However, one issue that could affect the recent wave of sexual harassment allegations is the statute of limitations for coverage to be triggered.

The statute of limitations for filing a discrimination charge with the EEOC is 180 days. The statute does vary by state so it’s possible there’s a window of opportunity to file in a certain state beyond the 180 days, Kelly stated.

Some claimants are choosing to file under RICO (Racketeer Influenced and Corrupt Organizations Act), which does not expressly establish a period of limitations. “We saw this with some of the Weinstein claims and now there’s a group of women bringing a claim under RICO,” he said. “That’s one reason why they might bring charges under RICO.”

Another reason claims might be filed under RICO, according to Kelly, is that damages can be much higher.

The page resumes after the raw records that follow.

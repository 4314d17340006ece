//! Cross-exchange arbitrage spread scanner.
//!
//! Joins the latest live snapshot across venues by normalized `base_asset`,
//! pairs every two venues that both list it, and for each pair derives the
//! sync-period-aware spread quantities the query API exposes: pair venues,
//! compute the spread, keep it if it clears the configured threshold.

use crate::config::Config;
use crate::models::{compute_apr, Spread};
use crate::storage::queries::LiveRow;
use crate::storage::Storage;
use chrono::{DateTime, Utc};
use rust_decimal::prelude::ToPrimitive;
use rust_decimal::Decimal;
use std::collections::BTreeMap;
use std::sync::Arc;
use tracing::info;

pub struct ArbitrageScanner {
    storage: Arc<Storage>,
    min_apr_spread: f64,
}

impl ArbitrageScanner {
    pub fn new(storage: Arc<Storage>, config: &Config) -> Self {
        Self {
            storage,
            min_apr_spread: config.arbitrage.min_apr_spread,
        }
    }

    /// Scan current live snapshots for cross-venue spreads, persist those
    /// clearing `min_apr_spread`, and return them.
    pub fn scan(&self, now: DateTime<Utc>) -> anyhow::Result<Vec<Spread>> {
        let rows = self.storage.latest_snapshots(None, None)?;
        let by_asset = group_by_asset(rows);

        let mut spreads = Vec::new();
        for (asset, legs) in &by_asset {
            for i in 0..legs.len() {
                for j in (i + 1)..legs.len() {
                    if let Some(spread) = pair_spread(asset, &legs[i], &legs[j], now) {
                        if spread.apr_spread.to_f64().unwrap_or(0.0) >= self.min_apr_spread {
                            spreads.push(spread);
                        }
                    }
                }
            }
        }

        if !spreads.is_empty() {
            self.storage.insert_spreads(&spreads)?;
            info!(count = spreads.len(), "arbitrage scan found spreads above threshold");
        }
        Ok(spreads)
    }
}

fn group_by_asset(rows: Vec<LiveRow>) -> BTreeMap<String, Vec<LiveRow>> {
    let mut map: BTreeMap<String, Vec<LiveRow>> = BTreeMap::new();
    for row in rows {
        map.entry(row.base_asset.clone()).or_default().push(row);
    }
    map
}

/// Greatest common divisor, for `lcm` below.
fn gcd(a: i64, b: i64) -> i64 {
    if b == 0 {
        a.abs()
    } else {
        gcd(b, a % b)
    }
}

/// Least common multiple of the two legs' funding intervals: the shortest
/// window over which both complete an integer number of settlements.
fn lcm(a: i64, b: i64) -> i64 {
    if a == 0 || b == 0 {
        return 0;
    }
    (a * b).abs() / gcd(a, b)
}

/// Derive the candidate spread between two venues' legs on the same asset,
/// choosing long/short so the expected carry is positive. Returns `None` if the two legs
/// report an identical rate (zero expected carry, not a real opportunity).
fn pair_spread(asset: &str, a: &LiveRow, b: &LiveRow, now: DateTime<Utc>) -> Option<Spread> {
    if a.funding_rate == b.funding_rate {
        return None;
    }

    let (long, short) = if a.funding_rate < b.funding_rate { (a, b) } else { (b, a) };

    let sync_period_hours = lcm(long.funding_interval_hours as i64, short.funding_interval_hours as i64);
    if sync_period_hours == 0 {
        return None;
    }

    let long_sync_funding = long.funding_rate * Decimal::from(sync_period_hours / long.funding_interval_hours as i64);
    let short_sync_funding = short.funding_rate * Decimal::from(sync_period_hours / short.funding_interval_hours as i64);

    let effective_hourly_spread = short.funding_rate / Decimal::from(short.funding_interval_hours)
        - long.funding_rate / Decimal::from(long.funding_interval_hours);

    let daily_spread = effective_hourly_spread * Decimal::from(24);
    let weekly_spread = daily_spread * Decimal::from(7);
    let monthly_spread = daily_spread * Decimal::from(30);
    let yearly_spread = daily_spread * Decimal::from(365);

    let rate_spread = short.funding_rate - long.funding_rate;
    let long_apr = compute_apr(long.funding_rate, long.funding_interval_hours);
    let short_apr = compute_apr(short.funding_rate, short.funding_interval_hours);
    let apr_spread = short_apr - long_apr;

    Some(Spread {
        asset: asset.to_string(),
        long_exchange: long.exchange.clone(),
        long_symbol: long.symbol.clone(),
        long_rate: long.funding_rate,
        long_interval_hours: long.funding_interval_hours,
        short_exchange: short.exchange.clone(),
        short_symbol: short.symbol.clone(),
        short_rate: short.funding_rate,
        short_interval_hours: short.funding_interval_hours,
        rate_spread,
        apr_spread,
        sync_period_hours,
        long_sync_funding,
        short_sync_funding,
        effective_hourly_spread,
        daily_spread,
        weekly_spread,
        monthly_spread,
        yearly_spread,
        observed_at: now,
    })
}

#[cfg(test)]
mod tests {
    use super::*;
    use crate::models::{ContractType, MarketType};
    use rust_decimal_macros::dec;

    fn row(exchange: &str, symbol: &str, rate: Decimal, interval: i32) -> LiveRow {
        LiveRow {
            exchange: exchange.into(),
            symbol: symbol.into(),
            base_asset: "BTC".into(),
            quote_asset: "USDT".into(),
            funding_rate: rate,
            funding_interval_hours: interval,
            apr: compute_apr(rate, interval),
            mark_price: None,
            index_price: None,
            open_interest_usd: None,
            contract_type: "linear".into(),
            market_type: "usd_m".into(),
            observed_at: Utc::now(),
        }
    }

    #[test]
    fn sync_period_is_lcm_of_both_intervals_and_scales_funding_to_match() {
        let long = row("binance", "BTCUSDT", dec!(-0.0002), 8);
        let short = row("bybit", "BTCUSDT", dec!(0.0003), 4);
        let now = Utc::now();

        let spread = pair_spread("BTC", &long, &short, now).expect("should produce a spread");
        assert_eq!(spread.sync_period_hours, 8);
        assert_eq!(spread.long_sync_funding, dec!(-0.0002));
        assert_eq!(spread.short_sync_funding, dec!(0.0006));
        assert!((spread.daily_spread - dec!(0.0024)).abs() < dec!(0.00000001));
    }

    #[test]
    fn orders_long_short_by_sign_regardless_of_input_order() {
        let a = row("binance", "BTCUSDT", dec!(0.0003), 4);
        let b = row("bybit", "BTCUSDT", dec!(-0.0002), 8);
        let spread = pair_spread("BTC", &a, &b, Utc::now()).unwrap();
        assert_eq!(spread.long_exchange, "bybit");
        assert_eq!(spread.short_exchange, "binance");
    }

    #[test]
    fn identical_rates_produce_no_candidate() {
        let a = row("binance", "BTCUSDT", dec!(0.0001), 8);
        let b = row("bybit", "BTCUSDT", dec!(0.0001), 8);
        assert!(pair_spread("BTC", &a, &b, Utc::now()).is_none());
    }

    #[test]
    fn lcm_matches_expected_values() {
        assert_eq!(lcm(8, 4), 8);
        assert_eq!(lcm(1, 8), 8);
        assert_eq!(lcm(2, 4), 4);
    }
}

Sexual harassment coverage is commonly broad, with no sublimit for sexual harassment, according to Marie-France Gelot, senior vice president of the insurance and claims counsel at Lockton. Coverage under an EPLI policy goes to both employees, and in most policies today, also for third parties including clients, customers and vendors. “It’s not just employees, it’s a vendor of the company, a customer of the company.” Any party – employee, customer, vendor – alleging they are sexually harassed by someone from the insured employer can trigger coverage, she said.

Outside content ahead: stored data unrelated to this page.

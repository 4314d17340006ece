//! Binance USD-M futures adapter: CEX REST, paginated.
//!
//! Funding rate and mark price come from `/fapi/v1/premiumIndex` (one call,
//! covers every symbol); open interest requires one call per symbol via
//! `/fapi/v1/openInterest`, which this adapter paginates across the
//! contract list in small batches to stay inside the per-cycle budget.

use crate::cancellation::CancellationToken;
use crate::error::{ObservatoryError, Result};
use crate::exchanges::{AdapterReport, Exchange};
use crate::http::RateLimitedClient;
use crate::models::{ContractMeta, ContractSnapshot, ContractType, FundingPoint, MarketType, OpenInterestUnit};
use crate::normalize::normalize_base_asset;
use async_trait::async_trait;
use chrono::{DateTime, TimeZone, Utc};
use rust_decimal::Decimal;
use serde::Deserialize;
use std::str::FromStr;

const BASE_URL: &str = "https://fapi.binance.com";
/// Number of symbols to fetch open interest for per cycle; keeps the
/// adapter inside its `max_cycle_duration` budget even with hundreds of
/// listed contracts.
const OI_BATCH_SIZE: usize = 40;

pub struct BinanceAdapter {
    http: RateLimitedClient,
}

impl BinanceAdapter {
    pub fn new(http: RateLimitedClient) -> Self {
        Self { http }
    }
}

#[derive(Debug, Deserialize)]
struct PremiumIndexEntry {
    symbol: String,
    #[serde(rename = "markPrice")]
    mark_price: String,
    #[serde(rename = "indexPrice")]
    index_price: String,
    #[serde(rename = "lastFundingRate")]
    last_funding_rate: String,
    #[serde(rename = "nextFundingTime")]
    next_funding_time: i64,
}

#[derive(Debug, Deserialize)]
struct OpenInterestEntry {
    #[serde(rename = "openInterest")]
    open_interest: String,
}

#[derive(Debug, Deserialize)]
struct FundingRateHistoryEntry {
    symbol: String,
    #[serde(rename = "fundingRate")]
    funding_rate: String,
    #[serde(rename = "fundingTime")]
    funding_time: i64,
}

#[derive(Debug, Deserialize)]
struct ExchangeInfoResponse {
    symbols: Vec<ExchangeInfoSymbol>,
}

#[derive(Debug, Deserialize)]
struct ExchangeInfoSymbol {
    symbol: String,
    #[serde(rename = "quoteAsset")]
    quote_asset: String,
    status: String,
}

#[async_trait]
impl Exchange for BinanceAdapter {
    fn name(&self) -> &'static str {
        "binance"
    }

    fn rate_limiter(&self) -> std::sync::Arc<crate::rate_limiter::RateLimiter> {
        self.http.limiter()
    }

    async fn fetch(&self, cancel: &CancellationToken) -> (Vec<ContractSnapshot>, AdapterReport) {
        let mut report = AdapterReport::default();
        let mut snapshots = Vec::new();

        let premium: Result<Vec<PremiumIndexEntry>> = self
            .http
            .get_json(&format!("{BASE_URL}/fapi/v1/premiumIndex"), &[], cancel)
            .await;

        let entries = match premium {
            Ok(entries) => {
                report.success("GET /fapi/v1/premiumIndex");
                entries
            }
            Err(e) => {
                report.failure("GET /fapi/v1/premiumIndex", e.is_retryable(), e.to_string());
                return (snapshots, report);
            }
        };

        let now = Utc::now();
        for (i, entry) in entries.iter().enumerate() {
            // premiumIndex doesn't report the interval directly; infer it
            // from the delta to the contract's own next settlement instead
            // of assuming the 8h majority case.
            let Some(next_funding_at) = Utc.timestamp_millis_opt(entry.next_funding_time).single() else {
                report.failure("parse premiumIndex", false, format!("bad nextFundingTime for {}", entry.symbol));
                continue;
            };
            let delta_hours = crate::models::hours_between(now, next_funding_at);
            let Some(interval_hours) = crate::models::infer_funding_interval_hours(delta_hours) else {
                report.failure(
                    &entry.symbol,
                    false,
                    format!("ambiguous funding interval ({delta_hours:.2}h to next funding)"),
                );
                continue;
            };

            let Some(base_raw) = entry.symbol.strip_suffix("USDT").or_else(|| entry.symbol.strip_suffix("USD")) else {
                continue;
            };
            let base_asset = normalize_base_asset(base_raw);

            let open_interest = if i < OI_BATCH_SIZE {
                fetch_open_interest(&self.http, &entry.symbol, cancel, &mut report).await
            } else {
                None
            };

            let Ok(mark_price) = Decimal::from_str(&entry.mark_price) else {
                report.failure("parse premiumIndex", false, format!("bad mark price for {}", entry.symbol));
                continue;
            };
            let Ok(funding_rate) = Decimal::from_str(&entry.last_funding_rate) else {
                report.failure("parse premiumIndex", false, format!("bad funding rate for {}", entry.symbol));
                continue;
            };
            let index_price = Decimal::from_str(&entry.index_price).ok();

            snapshots.push(ContractSnapshot {
                exchange: self.name().to_string(),
                symbol: entry.symbol.clone(),
                base_asset,
                quote_asset: if entry.symbol.ends_with("USDT") { "USDT".into() } else { "USD".into() },
                funding_rate,
                funding_interval_hours: interval_hours,
                mark_price: Some(mark_price),
                index_price,
                open_interest,
                open_interest_unit: OpenInterestUnit::BaseAsset,
                contract_type: ContractType::Linear,
                market_type: MarketType::UsdM,
                timestamp: now,
            });
        }

        (snapshots, report)
    }

    async fn fetch_historical(
        &self,
        symbol: &str,
        start: DateTime<Utc>,
        end: DateTime<Utc>,
        cancel: &CancellationToken,
    ) -> Result<Vec<FundingPoint>> {
        let mut points = Vec::new();
        let mut cursor_start = start.timestamp_millis();
        let end_ms = end.timestamp_millis();

        loop {
            let entries: Vec<FundingRateHistoryEntry> = self
                .http
                .get_json(
                    &format!("{BASE_URL}/fapi/v1/fundingRate"),
                    &[
                        ("symbol", symbol.to_string()),
                        ("startTime", cursor_start.to_string()),
                        ("endTime", end_ms.to_string()),
                        ("limit", "1000".to_string()),
                    ],
                    cancel,
                )
                .await?;

            if entries.is_empty() {
                break;
            }

            let last_time = entries.last().map(|e| e.funding_time).unwrap_or(cursor_start);
            for e in &entries {
                let Ok(rate) = Decimal::from_str(&e.funding_rate) else { continue };
                points.push(FundingPoint {
                    exchange: self.name().to_string(),
                    symbol: e.symbol.clone(),
                    funding_time: Utc.timestamp_millis_opt(e.funding_time).single().unwrap_or(end),
                    funding_rate: rate,
                    mark_price: None,
                    funding_interval_hours: 8,
                });
            }

            if entries.len() < 1000 || last_time <= cursor_start {
                break;
            }
            cursor_start = last_time + 1;
            if cursor_start >= end_ms {
                break;
            }
        }

        Ok(points)
    }

    async fn list_contracts(&self, cancel: &CancellationToken) -> Result<Vec<ContractMeta>> {
        let info: ExchangeInfoResponse = self
            .http
            .get_json(&format!("{BASE_URL}/fapi/v1/exchangeInfo"), &[], cancel)
            .await?;

        Ok(info
            .symbols
            .into_iter()
            .filter(|s| s.status == "TRADING")
            .map(|s| ContractMeta {
                base_asset: normalize_base_asset(
                    s.symbol.strip_suffix(&s.quote_asset).unwrap_or(&s.symbol),
                ),
                quote_asset: s.quote_asset,
                symbol: s.symbol,
                funding_interval_hours: 8,
            })
            .collect())
    }
}

async fn fetch_open_interest(
    http: &RateLimitedClient,
    symbol: &str,
    cancel: &CancellationToken,
    report: &mut AdapterReport,
) -> Option<Decimal> {
    let result: Result<OpenInterestEntry> = http
        .get_json(
            &format!("{BASE_URL}/fapi/v1/openInterest"),
            &[("symbol", symbol.to_string())],
            cancel,
        )
        .await;

    match result {
        Ok(entry) => {
            report.success(format!("GET /fapi/v1/openInterest?symbol={symbol}"));
            Decimal::from_str(&entry.open_interest).ok()
        }
        Err(e) => {
            report.failure(
                format!("GET /fapi/v1/openInterest?symbol={symbol}"),
                e.is_retryable(),
                e.to_string(),
            );
            let _ = ObservatoryError::Parse(String::new());
            None
        }
    }
}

Some policies provide broader coverage than others, so it’s important for employers and their agents and brokers to review all terms and conditions, she said.

For example, many EPLI policies have bodily injury exclusions, but some don’t, notes Gelot. “The bodily injury exclusion in a sexual harassment conversation would draw a very hard line if harassment leads to something like rape,” she said. “But I’ve had cases where you had a rape by an employee that the EPLI insurer has had to cover despite the fact that the company didn’t want the carrier to cover it. The carrier had to cover it because there was no bodily injury exclusion, and the coverage was so broad.”

Another example, according to Zola, is that coverage could possibly be voided if certain individuals in a workplace knew about the alleged harassment.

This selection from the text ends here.